Em sua comemoração, em seguida, Carlos Eduardo enalteceu o apoio da Lei Rouanet.
— Gostaria também de dizer uma coisa, e eu não sou corrupto, nem ladrão. Sem a Lei Rouanet — que financia a iniciativa —, teríamos 3,5 mil crianças atraídas para o tráfico.
Pouco antes de subir ao palco, o maestro destacou ainda o quanto a iniciativa do GLOBO ajuda a colocar em evidência estes adolescentes, que encontram obstáculos na busca por oportunidades.
— Muitas vezes os moradores de favela ficam invisíveis à sociedade, mas são pessoas dedicadas, que buscam seu lugar ao sol — acrescentou.
Prazeres lembrou, por fim, a importância dos patrocinadores num projeto como o da Orquestra.
— Temos planos para expandir o projeto para todas as escolas da Maré, mas, dependemos da entrada de patrocínios. Este ano, por exemplo, passamos por dificuldades e tivemos que adiar uma oficina no Instituto Dom Bosco, para menores infratores, na Ilha do Governador, por limitações de orçamento. Lá, atenderíamos entre 30 e 40 adolescentes. Após a mudança de governo, perdemos três patrocínios, um deles master — concluiu.
Tragédia pessoal se transformou em motivação
Em 14 de janeiro de 1999, uma tragédia marcou a música clássica brasileira. Após um sequestro relâmpago em Laranjeiras, o maestro Armando Prazeres, fundador da Orquestra Petrobras Sinfônica, acabou assassinado com um tiro. As investigações concluíram que o autor do crime era morador da Maré.
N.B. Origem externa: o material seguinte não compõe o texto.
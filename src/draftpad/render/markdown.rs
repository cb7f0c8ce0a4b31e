use super::{Rendered, Renderer};
use crate::error::RenderError;
use pulldown_cmark::{html, CodeBlockKind, Event, Options, Parser, Tag};

/// CommonMark + GFM extensions rendered with pulldown-cmark.
///
/// Math spans and `mermaid` fences are passed through as marked-up elements;
/// typesetting and diagram layout are left to whatever displays the html.
#[derive(Debug, Clone)]
pub struct MarkdownRenderer {
    options: Options,
}

impl Default for MarkdownRenderer {
    fn default() -> Self {
        Self::new()
    }
}

impl MarkdownRenderer {
    pub fn new() -> Self {
        let mut options = Options::empty();
        options.insert(Options::ENABLE_TABLES);
        options.insert(Options::ENABLE_FOOTNOTES);
        options.insert(Options::ENABLE_STRIKETHROUGH);
        options.insert(Options::ENABLE_TASKLISTS);
        options.insert(Options::ENABLE_MATH);
        Self { options }
    }

    pub fn render_html(&self, text: &str) -> String {
        let mut out = String::with_capacity(text.len() * 3 / 2);
        let mut in_diagram = false;

        let events = Parser::new_ext(text, self.options).map(|event| match event {
            Event::Start(Tag::CodeBlock(CodeBlockKind::Fenced(ref lang)))
                if &**lang == "mermaid" =>
            {
                in_diagram = true;
                Event::Html("<pre class=\"mermaid\">".into())
            }
            Event::End(pulldown_cmark::TagEnd::CodeBlock) if in_diagram => {
                in_diagram = false;
                Event::Html("</pre>\n".into())
            }
            other => other,
        });

        html::push_html(&mut out, events);
        out
    }
}

impl Renderer for MarkdownRenderer {
    async fn render(&self, text: &str) -> Result<Rendered, RenderError> {
        if text.contains('\0') {
            return Err(RenderError("input contains NUL bytes".to_string()));
        }
        Ok(Rendered {
            html: self.render_html(text),
            word_count: text.split_whitespace().count(),
        })
    }
}

#[cfg(test)]
mod tests {
    use super::*;

    #[test]
    fn renders_headings_and_emphasis() {
        let html = MarkdownRenderer::new().render_html("# Title\n\nSome *text*");
        assert!(html.contains("<h1>Title</h1>"));
        assert!(html.contains("<em>text</em>"));
    }

    #[test]
    fn renders_gfm_tables_and_tasks() {
        let html = MarkdownRenderer::new().render_html("| a | b |\n|---|---|\n| 1 | 2 |\n\n- [x] done");
        assert!(html.contains("<table>"));
        assert!(html.contains("checkbox"));
    }

    #[test]
    fn mermaid_fences_become_diagram_blocks() {
        let html = MarkdownRenderer::new().render_html("```mermaid\ngraph TD; A-->B\n```\n");
        assert!(html.contains("<pre class=\"mermaid\">"));
        assert!(html.contains("A--&gt;B"));
        assert!(!html.contains("<code"));
    }

    #[test]
    fn other_fences_stay_code() {
        let html = MarkdownRenderer::new().render_html("```rust\nfn main() {}\n```\n");
        assert!(html.contains("<code class=\"language-rust\">"));
    }

    #[tokio::test]
    async fn render_counts_words() {
        let rendered = MarkdownRenderer::new().render("one two\nthree").await.unwrap();
        assert_eq!(rendered.word_count, 3);
    }

    #[tokio::test]
    async fn nul_bytes_are_rejected() {
        let err = MarkdownRenderer::new().render("a\0b").await.unwrap_err();
        assert!(err.0.contains("NUL"));
    }
}
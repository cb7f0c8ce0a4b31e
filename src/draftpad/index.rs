//! # Display Indexes
//!
//! Document ids are UUIDs, which nobody wants to type. Listings number
//! documents `1, 2, 3…` newest-first (by `updated_at`), and commands accept
//! a [`DocSelector`]: that number, an id prefix, or a piece of the title.
//!
//! Indexes are positional, so they shift whenever a document is saved. They
//! are meant for the "list, then act" loop, not for scripts; scripts should
//! use id prefixes.

use crate::model::Document;
use std::str::FromStr;

const MIN_ID_PREFIX: usize = 4;

#[derive(Debug, Clone, PartialEq, Eq)]
pub struct DisplayDocument {
    pub index: usize,
    pub document: Document,
}

/// A user input selecting one document.
#[derive(Debug, Clone, PartialEq, Eq)]
pub enum DocSelector {
    Index(usize),
    IdPrefix(String),
    Title(String),
}

impl std::fmt::Display for DocSelector {
    fn fmt(&self, f: &mut std::fmt::Formatter<'_>) -> std::fmt::Result {
        match self {
            DocSelector::Index(i) => write!(f, "{}", i),
            DocSelector::IdPrefix(p) => write!(f, "id:{}", p),
            DocSelector::Title(t) => write!(f, "\"{}\"", t),
        }
    }
}

impl FromStr for DocSelector {
    type Err = String;

    fn from_str(s: &str) -> Result<Self, Self::Err> {
        let s = s.trim();
        if s.is_empty() {
            return Err("Empty document selector".to_string());
        }
        if let Ok(n) = s.parse::<usize>() {
            if n == 0 {
                return Err("Indexes start at 1".to_string());
            }
            return Ok(DocSelector::Index(n));
        }
        if let Some(prefix) = s.strip_prefix("id:") {
            return Ok(DocSelector::IdPrefix(prefix.to_lowercase()));
        }
        if s.len() >= MIN_ID_PREFIX && s.chars().all(|c| c.is_ascii_hexdigit() || c == '-') {
            return Ok(DocSelector::IdPrefix(s.to_lowercase()));
        }
        Ok(DocSelector::Title(s.to_string()))
    }
}

/// Numbers documents in the order given. Stores already return newest first.
pub fn index_documents(docs: Vec<Document>) -> Vec<DisplayDocument> {
    docs.into_iter()
        .enumerate()
        .map(|(i, document)| DisplayDocument {
            index: i + 1,
            document,
        })
        .collect()
}
use super::Debouncer;
use crate::buffer::SharedBuffer;
use crate::render::{PreviewContent, PreviewSurface, Renderer};
use parking_lot::Mutex;
use std::sync::Arc;
use std::time::Duration;
use tracing::{debug, warn};

#[derive(Default)]
struct PreviewState {
    surface: PreviewSurface,
    // Generation of the most recently started render.
    latest: u64,
}

/// Debounced preview rendering with supersede-and-discard semantics.
///
/// Every render is tagged with the generation current when it started. When it
/// completes, its output (or its error) reaches the surface only if no newer
/// render has started in the meantime. Older renders still run to completion,
/// their results are simply dropped.
pub struct PreviewScheduler<R: Renderer> {
    renderer: Arc<R>,
    state: Arc<Mutex<PreviewState>>,
    timer: Debouncer,
}

impl<R: Renderer> PreviewScheduler<R> {
    pub fn new(renderer: Arc<R>, window: Duration) -> Self {
        Self {
            renderer,
            state: Arc::new(Mutex::new(PreviewState::default())),
            timer: Debouncer::new(window),
        }
    }

    /// Schedule a render of `buffer`. The text is read when the timer fires,
    /// not now, so input arriving during the quiet period is included.
    pub fn request_preview(&self, buffer: &SharedBuffer) {
        let renderer = Arc::clone(&self.renderer);
        let state = Arc::clone(&self.state);
        let buffer = buffer.clone();
        self.timer.schedule(move || render_latest(renderer, state, buffer));
    }

    pub fn cancel_pending(&self) -> bool {
        self.timer.cancel()
    }

    pub fn is_pending(&self) -> bool {
        self.timer.is_pending()
    }

    pub fn surface(&self) -> PreviewSurface {
        self.state.lock().surface.clone()
    }

    /// Generation of the most recently started render
    pub fn generation(&self) -> u64 {
        self.state.lock().latest
    }
}

async fn render_latest<R: Renderer>(
    renderer: Arc<R>,
    shared: Arc<Mutex<PreviewState>>,
    buffer: SharedBuffer,
) {
    let (generation, text) = {
        let mut state = shared.lock();
        state.latest += 1;
        (state.latest, buffer.snapshot())
    };
    debug!(generation, bytes = text.len(), "rendering preview");

    let result = renderer.render(&text).await;

    let mut state = shared.lock();
    if state.latest != generation {
        debug!(generation, latest = state.latest, "discarding stale preview");
        return;
    }
    let content = match result {
        Ok(rendered) => PreviewContent::Rendered(rendered),
        Err(err) => {
            warn!(generation, error = %err, "preview render failed");
            PreviewContent::Failed(err.to_string())
        }
    };
    state.surface.apply(generation, content);
}
//! Exits of the navigation confirmation dialog.

use super::state::{BusyAction, BusyGuard, Dialog};
use super::{Binding, NavigationOutcome, Session};
use crate::commands::CmdMessage;
use crate::error::Result;
use crate::render::Renderer;
use crate::store::DocumentStore;
use tracing::{debug, info, warn};

impl<S: DocumentStore, R: Renderer> Session<S, R> {
    /// Throws the unsaved changes away and applies the pending target.
    pub fn discard(&self) -> NavigationOutcome {
        let mut state = self.inner.state.lock();
        if state.is_busy() {
            return NavigationOutcome::Ignored;
        }
        match std::mem::take(&mut state.dialog) {
            Dialog::Confirm(target) => {
                info!("discarding unsaved changes");
                self.apply_target(&mut state, target);
                NavigationOutcome::Applied
            }
            other => {
                state.dialog = other;
                NavigationOutcome::Ignored
            }
        }
    }

    /// Closes the dialog and forgets the pending target.
    pub fn cancel(&self) -> NavigationOutcome {
        let mut state = self.inner.state.lock();
        if state.is_busy() || !matches!(state.dialog, Dialog::Confirm(_)) {
            return NavigationOutcome::Ignored;
        }
        state.dialog = Dialog::Closed;
        debug!("navigation cancelled");
        NavigationOutcome::Cancelled
    }

    /// Saves the buffer under its derived title, then applies the pending
    /// target.
    ///
    /// On a store failure the dialog stays open with its target and the error
    /// is returned. If the buffer changed while the save was in flight, the
    /// saved text is kept but navigation is held back with
    /// [`NavigationOutcome::ConfirmRequired`] so the newer edits are not lost.
    pub async fn save_and_open(&self) -> Result<NavigationOutcome> {
        let Some(_guard) = BusyGuard::acquire(&self.inner.state, BusyAction::Confirm) else {
            debug!("save and open ignored");
            return Ok(NavigationOutcome::Ignored);
        };

        let (binding, content) = self.capture();
        let title = self.derived_title(&content);
        let result = self.persist(binding, &title, &content).await;
        let outcome = self.report(result)?;

        let mut state = self.inner.state.lock();
        if let Some(id) = outcome.id() {
            state.binding = Binding::Bound(id);
        }
        state.last_saved_content = content;
        info!(?outcome, %title, "saved before navigating");
        self.inner
            .messages
            .push(CmdMessage::success(format!("Saved \"{}\"", title)));

        if self.differs_from_saved(&state) {
            warn!("buffer changed during save, navigation held");
            self.inner.messages.push(CmdMessage::warning(
                "The text changed while saving; confirm again to continue",
            ));
            return Ok(NavigationOutcome::ConfirmRequired);
        }

        match std::mem::take(&mut state.dialog) {
            Dialog::Confirm(target) => {
                self.apply_target(&mut state, target);
                Ok(NavigationOutcome::Applied)
            }
            other => {
                state.dialog = other;
                Ok(NavigationOutcome::Ignored)
            }
        }
    }
}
Foi justamente o complexo de favelas que margeia a Linha Vermelha e a Avenida Brasil que Carlos Eduardo Prazeres, filho do maestro, escolheu para transformar o luto em acordes, que, desde 2010, vêm mudando as perspectivas de crianças e jovens de uma área regida pela violência.
Oito anos depois de criada por Carlos Eduardo, a Orquestra Maré do Amanhã atende 3,5 mil meninos da comunidade. Do currículo da orquestra principal — com 40 instrumentistas, entre 13 e 19 anos — consta a emoção de ter se apresentado para o Papa Francisco, no Vaticano. O projeto conta ainda com duas orquestras infantis e oferece aulas de musicalização às crianças das 23 creches e Espaços de Desenvolvimento Infantil (EDIs) da Maré.
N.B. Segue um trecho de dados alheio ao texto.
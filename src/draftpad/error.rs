use crate::model::DocumentId;
use thiserror::Error;

/// Failures of the persistent store. Any of these aborts the transition that
/// triggered the store call.
#[derive(Error, Debug)]
pub enum StoreError {
    #[error("Document not found: {0}")]
    NotFound(DocumentId),

    #[error("IO error: {0}")]
    Io(#[from] std::io::Error),

    #[error("Serialization error: {0}")]
    Serialization(#[from] serde_json::Error),

    #[error("Store unavailable: {0}")]
    Unavailable(String),
}

/// The renderer rejected its input or one of its internal steps failed.
#[derive(Error, Debug, Clone, PartialEq, Eq)]
#[error("Render failed: {0}")]
pub struct RenderError(pub String);

#[derive(Error, Debug)]
pub enum DraftError {
    #[error(transparent)]
    Store(#[from] StoreError),

    #[error(transparent)]
    Render(#[from] RenderError),

    #[error("Config error: {0}")]
    Config(String),

    #[error("Api Error: {0}")]
    Api(String),
}

impl From<std::io::Error> for DraftError {
    fn from(err: std::io::Error) -> Self {
        DraftError::Store(StoreError::Io(err))
    }
}

impl From<serde_json::Error> for DraftError {
    fn from(err: serde_json::Error) -> Self {
        DraftError::Store(StoreError::Serialization(err))
    }
}

pub type Result<T> = std::result::Result<T, DraftError>;
pub type StoreResult<T> = std::result::Result<T, StoreError>;
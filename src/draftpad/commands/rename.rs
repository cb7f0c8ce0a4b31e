use crate::commands::{CmdMessage, CmdResult};
use crate::error::{DraftError, Result};
use crate::model::DocumentId;
use crate::store::DocumentStore;

pub async fn run<S: DocumentStore>(store: &S, id: DocumentId, title: &str) -> Result<CmdResult> {
    let title = title.trim();
    if title.is_empty() {
        return Err(DraftError::Api("Title cannot be empty".into()));
    }

    store.rename(id, title).await?;
    let doc = store.get(id).await?;

    let mut result = CmdResult::default();
    result.add_message(CmdMessage::success(format!("Renamed to \"{}\"", title)));
    Ok(result.with_affected_documents(doc.into_iter().collect()))
}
E são tantas as histórias de vida dos meninos da Maré do Amanhã que elas viraram o documentário “Contramaré”, produzido pelo GLOBO e lançado em 2018.
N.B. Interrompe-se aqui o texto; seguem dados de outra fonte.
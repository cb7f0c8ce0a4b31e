use super::{next_timestamp, sort_newest_first, title_matches, DocumentStore};
use crate::error::{StoreError, StoreResult};
use crate::model::{AutosaveRecord, Document, DocumentId};
use chrono::{DateTime, Utc};
use std::collections::HashMap;
use std::path::{Path, PathBuf};
use tokio::fs;
use tokio::sync::Mutex;
use uuid::Uuid;

const DOCUMENTS_FILENAME: &str = "documents.json";
const AUTOSAVE_FILENAME: &str = "autosave.json";

/// JSON file storage rooted at a data directory.
///
/// ```text
/// <root>/
/// ├── documents.json   # map of id -> document
/// ├── autosave.json    # the autosave slot
/// └── config.json      # see DraftConfig
/// ```
pub struct FileStore {
    root: PathBuf,
    // Serializes read-modify-write cycles and remembers the last handed-out stamp.
    write_lock: Mutex<Option<DateTime<Utc>>>,
}

impl FileStore {
    pub fn new(root: PathBuf) -> Self {
        Self {
            root,
            write_lock: Mutex::new(None),
        }
    }

    pub fn root(&self) -> &Path {
        &self.root
    }

    async fn ensure_dir(&self) -> StoreResult<()> {
        fs::create_dir_all(&self.root).await?;
        Ok(())
    }

    async fn load_documents(&self) -> StoreResult<HashMap<DocumentId, Document>> {
        let path = self.root.join(DOCUMENTS_FILENAME);
        match fs::read_to_string(&path).await {
            Ok(content) => Ok(serde_json::from_str(&content)?),
            Err(err) if err.kind() == std::io::ErrorKind::NotFound => Ok(HashMap::new()),
            Err(err) => Err(err.into()),
        }
    }

    async fn save_documents(&self, docs: &HashMap<DocumentId, Document>) -> StoreResult<()> {
        let content = serde_json::to_string_pretty(docs)?;
        self.write_atomic(DOCUMENTS_FILENAME, &content).await
    }

    async fn write_atomic(&self, filename: &str, content: &str) -> StoreResult<()> {
        self.ensure_dir().await?;
        let target = self.root.join(filename);
        let tmp = self.root.join(format!(".{}.tmp", filename));
        fs::write(&tmp, content).await?;
        fs::rename(&tmp, &target).await?;
        Ok(())
    }

    async fn modify<T: Send>(
        &self,
        f: impl FnOnce(&mut HashMap<DocumentId, Document>, DateTime<Utc>) -> StoreResult<T> + Send,
    ) -> StoreResult<T> {
        let mut last_stamp = self.write_lock.lock().await;
        let mut docs = self.load_documents().await?;
        let now = next_timestamp(&mut last_stamp);
        let value = f(&mut docs, now)?;
        self.save_documents(&docs).await?;
        Ok(value)
    }
}

impl DocumentStore for FileStore {
    async fn autosave_write(&self, content: &str) -> StoreResult<()> {
        let mut last_stamp = self.write_lock.lock().await;
        let record = AutosaveRecord {
            content: content.to_string(),
            saved_at: next_timestamp(&mut last_stamp),
        };
        let json = serde_json::to_string_pretty(&record)?;
        self.write_atomic(AUTOSAVE_FILENAME, &json).await
    }

    async fn autosave_read(&self) -> StoreResult<Option<AutosaveRecord>> {
        let path = self.root.join(AUTOSAVE_FILENAME);
        match fs::read_to_string(&path).await {
            Ok(content) => Ok(Some(serde_json::from_str(&content)?)),
            Err(err) if err.kind() == std::io::ErrorKind::NotFound => Ok(None),
            Err(err) => Err(err.into()),
        }
    }

    async fn create(&self, title: &str, content: &str) -> StoreResult<DocumentId> {
        let title = title.to_string();
        let content = content.to_string();
        self.modify(move |docs, now| {
            let doc = Document {
                id: Uuid::new_v4(),
                title,
                content,
                created_at: now,
                updated_at: now,
            };
            let id = doc.id;
            docs.insert(id, doc);
            Ok(id)
        })
        .await
    }

    async fn update(&self, id: DocumentId, title: &str, content: &str) -> StoreResult<()> {
        let title = title.to_string();
        let content = content.to_string();
        self.modify(move |docs, now| {
            let doc = docs.get_mut(&id).ok_or(StoreError::NotFound(id))?;
            doc.title = title;
            doc.content = content;
            doc.updated_at = now;
            Ok(())
        })
        .await
    }

    async fn get(&self, id: DocumentId) -> StoreResult<Option<Document>> {
        let _guard = self.write_lock.lock().await;
        Ok(self.load_documents().await?.remove(&id))
    }

    async fn list(&self) -> StoreResult<Vec<Document>> {
        let _guard = self.write_lock.lock().await;
        let mut docs: Vec<Document> = self.load_documents().await?.into_values().collect();
        sort_newest_first(&mut docs);
        Ok(docs)
    }

    async fn search(&self, query: &str) -> StoreResult<Vec<Document>> {
        let query_lower = query.to_lowercase();
        let _guard = self.write_lock.lock().await;
        let mut docs: Vec<Document> = self
            .load_documents()
            .await?
            .into_values()
            .filter(|doc| title_matches(doc, &query_lower))
            .collect();
        sort_newest_first(&mut docs);
        Ok(docs)
    }

    async fn rename(&self, id: DocumentId, title: &str) -> StoreResult<()> {
        let title = title.to_string();
        self.modify(move |docs, now| {
            let doc = docs.get_mut(&id).ok_or(StoreError::NotFound(id))?;
            doc.title = title;
            doc.updated_at = now;
            Ok(())
        })
        .await
    }

    async fn delete(&self, id: DocumentId) -> StoreResult<()> {
        self.modify(move |docs, _| {
            docs.remove(&id).ok_or(StoreError::NotFound(id))?;
            Ok(())
        })
        .await
    }
}

#[cfg(test)]
mod tests {
    use super::*;
    use tempfile::TempDir;

    fn store() -> (TempDir, FileStore) {
        let temp_dir = tempfile::tempdir().expect("failed to create temp dir");
        let store = FileStore::new(temp_dir.path().join("data"));
        (temp_dir, store)
    }

    #[tokio::test]
    async fn empty_store_lists_nothing() {
        let (_dir, store) = store();
        assert!(store.list().await.unwrap().is_empty());
        assert!(store.autosave_read().await.unwrap().is_none());
    }

    #[tokio::test]
    async fn documents_survive_a_new_handle() {
        let (dir, store) = store();
        let id = store.create("Doc1", "# Doc1\nbody").await.unwrap();
        drop(store);

        let reopened = FileStore::new(dir.path().join("data"));
        let doc = reopened.get(id).await.unwrap().unwrap();
        assert_eq!(doc.title, "Doc1");
        assert_eq!(doc.content, "# Doc1\nbody");
    }

    #[tokio::test]
    async fn update_and_rename_bump_updated_at() {
        let (_dir, store) = store();
        let a = store.create("A", "a").await.unwrap();
        let b = store.create("B", "b").await.unwrap();

        store.update(a, "A", "a2").await.unwrap();
        let titles: Vec<_> = store.list().await.unwrap().into_iter().map(|d| d.title).collect();
        assert_eq!(titles, ["A", "B"]);

        store.rename(b, "Bee").await.unwrap();
        let docs = store.list().await.unwrap();
        assert_eq!(docs[0].title, "Bee");
        assert_eq!(docs[0].content, "b");
    }

    #[tokio::test]
    async fn missing_ids_are_not_found() {
        let (_dir, store) = store();
        let id = Uuid::new_v4();
        assert!(matches!(
            store.update(id, "t", "c").await,
            Err(StoreError::NotFound(_))
        ));
        assert!(matches!(store.delete(id).await, Err(StoreError::NotFound(_))));
        assert!(store.get(id).await.unwrap().is_none());
    }

    #[tokio::test]
    async fn delete_removes_document() {
        let (_dir, store) = store();
        let id = store.create("Gone", "").await.unwrap();
        store.delete(id).await.unwrap();
        assert!(store.get(id).await.unwrap().is_none());
    }

    #[tokio::test]
    async fn search_filters_titles() {
        let (_dir, store) = store();
        store.create("Travel plans", "").await.unwrap();
        store.create("Budget", "travel costs").await.unwrap();
        let found = store.search("TRAVEL").await.unwrap();
        assert_eq!(found.len(), 1);
        assert_eq!(found[0].title, "Travel plans");
    }

    #[tokio::test]
    async fn autosave_round_trips_through_disk() {
        let (dir, store) = store();
        store.autosave_write("draft one").await.unwrap();
        store.autosave_write("draft two").await.unwrap();

        let reopened = FileStore::new(dir.path().join("data"));
        let record = reopened.autosave_read().await.unwrap().unwrap();
        assert_eq!(record.content, "draft two");
        assert!(!dir.path().join("data").join(".autosave.json.tmp").exists());
    }

    #[tokio::test]
    async fn corrupt_index_is_a_serialization_error() {
        let (dir, store) = store();
        std::fs::create_dir_all(dir.path().join("data")).unwrap();
        std::fs::write(dir.path().join("data").join(DOCUMENTS_FILENAME), "{not json").unwrap();
        assert!(matches!(
            store.list().await,
            Err(StoreError::Serialization(_))
        ));
    }
}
— Ganhamos uma sede. E, agora, o Faz Diferença. Tudo isso nos estimula ainda mais. Queremos multiplicar o número de alunos, chegar a quatro mil este ano. Estamos correndo atrás de patrocínio — diz Carlos Eduardo.
O Prêmio Faz Diferença, iniciativa do GLOBO em parceria com a Federação das Indústrias do Estado do Rio de Janeiro (Firjan), prestou homenagem aos brasileiros que se destacaram em 2018 em 17 categorias. Na 16ª edição do prêmio, a atriz Fernanda Montenegro foi consagrada como a Personalidade do Ano de 2018.